This was an expression my nephew used to get around his family’s rule of not saying, “Shut Up.”
Recently I heard a program on Christian radio where the man being interviewed said something like, “Scripture quoting people need to go away.”
He and his family had gone and are still going through a huge and heart-breaking difficulty. Their son had been arrested for drug use. The young man was raised in a faith-filled home with Christian values and a strong family support system. In spite of that, he had become addicted to drugs and is now serving time.
Painful for all.
“Bible versing” individuals are well-intended. (Have you noticed, often these words are delivered with a Cheshire cat-like smile and the obligatory hug?) But… the person on the receiving end feels as if he has just been smacked with a pious and judgmental sermon. Another hit to a person or family already bruised and beat-up.
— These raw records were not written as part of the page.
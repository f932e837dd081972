//! Per-frame handles passed to renderers.
//!
//! Renderers own their pipelines and buffers. Geometry is in logical pixels;
//! shaders map it to NDC through a resolution uniform.

mod ctx;

pub use ctx::{RenderCtx, RenderTarget};
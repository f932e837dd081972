/// Editor configuration.
///
/// Plain data with defaults; pass it to [`crate::Editor::new`]. Invalid values
/// are replaced by defaults through [`EditorConfig::sanitized`] rather than
/// rejected.
#[derive(Debug, Clone, PartialEq)]
pub struct EditorConfig {
    /// Perimeter segments per circle fan.
    pub circle_segments: u32,
    /// Initial shared node radius (logical px).
    pub node_radius: f32,
    /// Width of the border ring drawn outside the fill.
    pub border_width: f32,
    /// Straight RGBA used for nodes without a background color.
    pub fill_color: [f32; 4],
    /// Border color of unselected nodes.
    pub border_color: [f32; 4],
    /// Border color of the selected node.
    pub accent_color: [f32; 4],
    /// Straight RGBA the surface is cleared to each frame.
    pub clear_color: [f32; 4],
    /// Multiplier applied per wheel notch.
    pub wheel_zoom_factor: f32,
    /// Total multiplier of one zoom-in/zoom-out command.
    pub button_zoom_factor: f32,
    /// Frames a zoom command is spread over.
    pub zoom_animation_frames: u32,
}

/// Fan indices are `u16`; `segments + 1` must stay addressable.
pub const MAX_CIRCLE_SEGMENTS: u32 = u16::MAX as u32 - 1;
pub const MIN_CIRCLE_SEGMENTS: u32 = 3;

impl Default for EditorConfig {
    fn default() -> Self {
        Self {
            circle_segments: 100,
            node_radius: 80.0,
            border_width: 4.0,
            fill_color: [0.2, 0.6, 1.0, 1.0],
            border_color: [0.0, 0.0, 0.0, 1.0],
            accent_color: [1.0, 0.55, 0.0, 1.0],
            clear_color: [0.96, 0.96, 0.96, 1.0],
            wheel_zoom_factor: 1.05,
            button_zoom_factor: 1.25,
            zoom_animation_frames: 12,
        }
    }
}

impl EditorConfig {
    /// Returns a copy with out-of-range values replaced by defaults.
    pub fn sanitized(&self) -> Self {
        let d = Self::default();
        let positive = |v: f32, fallback: f32| if v.is_finite() && v > 0.0 { v } else { fallback };
        let growth = |v: f32, fallback: f32| if v.is_finite() && v > 1.0 { v } else { fallback };

        Self {
            circle_segments: self.circle_segments.clamp(MIN_CIRCLE_SEGMENTS, MAX_CIRCLE_SEGMENTS),
            node_radius: positive(self.node_radius, d.node_radius),
            border_width: if self.border_width.is_finite() && self.border_width >= 0.0 {
                self.border_width
            } else {
                d.border_width
            },
            fill_color: self.fill_color,
            border_color: self.border_color,
            accent_color: self.accent_color,
            clear_color: self.clear_color,
            wheel_zoom_factor: growth(self.wheel_zoom_factor, d.wheel_zoom_factor),
            button_zoom_factor: growth(self.button_zoom_factor, d.button_zoom_factor),
            zoom_animation_frames: self.zoom_animation_frames.max(1),
        }
    }
}
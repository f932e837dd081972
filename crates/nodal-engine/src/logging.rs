//! Logger setup for binaries. Library code only goes through `log`.

use std::sync::Once;

/// Used when neither the config nor `RUST_LOG` names a filter. wgpu logs a
/// lot at info level.
pub const DEFAULT_FILTER: &str = "info,wgpu_core=warn,wgpu_hal=warn,naga=warn";

#[derive(Debug, Clone, Default)]
pub struct LoggingConfig {
    /// `env_logger` filter, e.g. `"nodal_editor=debug"`. Overrides `RUST_LOG`.
    pub filter: Option<String>,
}

static INIT: Once = Once::new();

/// Installs the `env_logger` backend. Later calls do nothing.
pub fn init_logging(config: &LoggingConfig) {
    INIT.call_once(|| {
        let filter = resolve_filter(config.filter.as_deref(), std::env::var("RUST_LOG").ok());
        let installed = env_logger::Builder::new()
            .parse_filters(&filter)
            .format_timestamp_millis()
            .try_init();
        if installed.is_ok() {
            log::debug!("logging with filter `{filter}`");
        }
    });
}

fn resolve_filter(explicit: Option<&str>, env: Option<String>) -> String {
    explicit
        .map(str::to_owned)
        .or(env)
        .unwrap_or_else(|| DEFAULT_FILTER.to_owned())
}
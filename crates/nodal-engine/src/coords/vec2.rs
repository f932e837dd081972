use core::ops::{Add, AddAssign, Mul, Sub, SubAssign};

/// Point or offset in logical pixels.
///
/// World and screen points share this type; the pan offset is what tells
/// them apart.
#[derive(Debug, Copy, Clone, Default, PartialEq)]
pub struct Vec2 {
    pub x: f32,
    pub y: f32,
}

impl Vec2 {
    #[inline]
    pub const fn new(x: f32, y: f32) -> Self {
        Self { x, y }
    }

    #[inline]
    pub const fn zero() -> Self {
        Self::new(0.0, 0.0)
    }

    /// Point on the unit circle at `angle` radians, measured from +X.
    pub fn from_angle(angle: f32) -> Self {
        let (sin, cos) = angle.sin_cos();
        Self::new(cos, sin)
    }

    pub fn distance(self, other: Vec2) -> f32 {
        (self.x - other.x).hypot(self.y - other.y)
    }

    pub fn is_finite(self) -> bool {
        self.x.is_finite() && self.y.is_finite()
    }

    #[inline]
    pub fn to_array(self) -> [f32; 2] {
        [self.x, self.y]
    }
}

impl From<[f32; 2]> for Vec2 {
    fn from([x, y]: [f32; 2]) -> Self {
        Self::new(x, y)
    }
}

impl Add for Vec2 {
    type Output = Vec2;

    fn add(self, rhs: Vec2) -> Vec2 {
        Vec2::new(self.x + rhs.x, self.y + rhs.y)
    }
}

impl Sub for Vec2 {
    type Output = Vec2;

    fn sub(self, rhs: Vec2) -> Vec2 {
        Vec2::new(self.x - rhs.x, self.y - rhs.y)
    }
}

impl Mul<f32> for Vec2 {
    type Output = Vec2;

    fn mul(self, k: f32) -> Vec2 {
        Vec2::new(self.x * k, self.y * k)
    }
}

impl AddAssign for Vec2 {
    fn add_assign(&mut self, rhs: Vec2) {
        *self = *self + rhs;
    }
}

impl SubAssign for Vec2 {
    fn sub_assign(&mut self, rhs: Vec2) {
        *self = *self - rhs;
    }
}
This man wanted those folks to –Shut down.
I can relate.
There have been crises where I have yearned to hear God’s Word and cling to Biblical promises. Riding in the ambulance down the mountain- praying we get to the hospital in time. Sitting in the Trauma 10 Emergency Surgery Waiting Room-praying my child will come through the operation, holding my girl’s hand while she lay in her hospital bed recuperating, or sitting with my dad while he was breathing his last earthly breath. Those are the moments I have craved words from the Big, Black Book. In those spaces I desire to recall God’s word and craft my prayers from Scripture to remind me of God’s goodness and His healing power.
Then the inspired Word brings hope in the midst of tragedy or sadness.
But… times when one of my kids is going through a trial-due to his or her own choosing and the rest of the family is in a place of suffering due to those choices, encouragement, at least for me (and for the dad on the radio), is not found in someone giving me “Godly advice” or casually spitting out a memorized passage.
Please… well- meaning Christian folks….shut down.
This may not sound very Christian but please
don’t toss a piece of sermonized scripture at me.(Not to be arrogant, but I do know God’s Word-like that dad- and His promises. And when I’ve been in those hard places, believe me,I have been seeking his guidance. And… frankly I’m hanging on for dear life.) Instead offer compassion and encouragement in the form of listening, asking how to pray, and offering to pray. Support my family and me by praying for protection for our marriage, faith, and family.
When I am hurting, I need love not a lecture.
Join me in my struggle by praying to God for me.
Let us encourage one another.
What encourages you when going through a time of suffering?
I don’t know what to do? My husband and I are separated. He resides in California with his grown daughter. I reside in Vegas with my parents (in their 70’s), my 92 yr Granny, 2 of my grown daughters, a pregnant 18yr old and a 23 yr old who has walked away from her faith, me as well, and my 16 yr old son. A Christian household falling apart and very double-standard my whole life growing up. My husband has abused me in the past, both physically in a mellower way than most, (still rough, harsh, and unacceptable), verbally and mentally and emotionally. He is a narcissist also, narcissist to the capital T. He manipulates God’s Word saying I need to be by his side and where he is. I tell him its just the opposite and that he needs to leave his family and come to me, not to mention the reason I am not by his side is because of the abuse which would start 2weeks into me returning (as proven by many prior times). He really knows how to manipulate and twist EVERYTHING. But I still love him because I’m married to him and just want have an abundant life in Christ together. He lies and has a way of twisting his way out of it every time. He says he’s never cheated on me but I truly don’t believe him. So its hard to go back even though he says he treats me right but does not.There’s so much more to explain but too much to textplain or type with mouse. Please pray God’s will for my life be done. Thank you.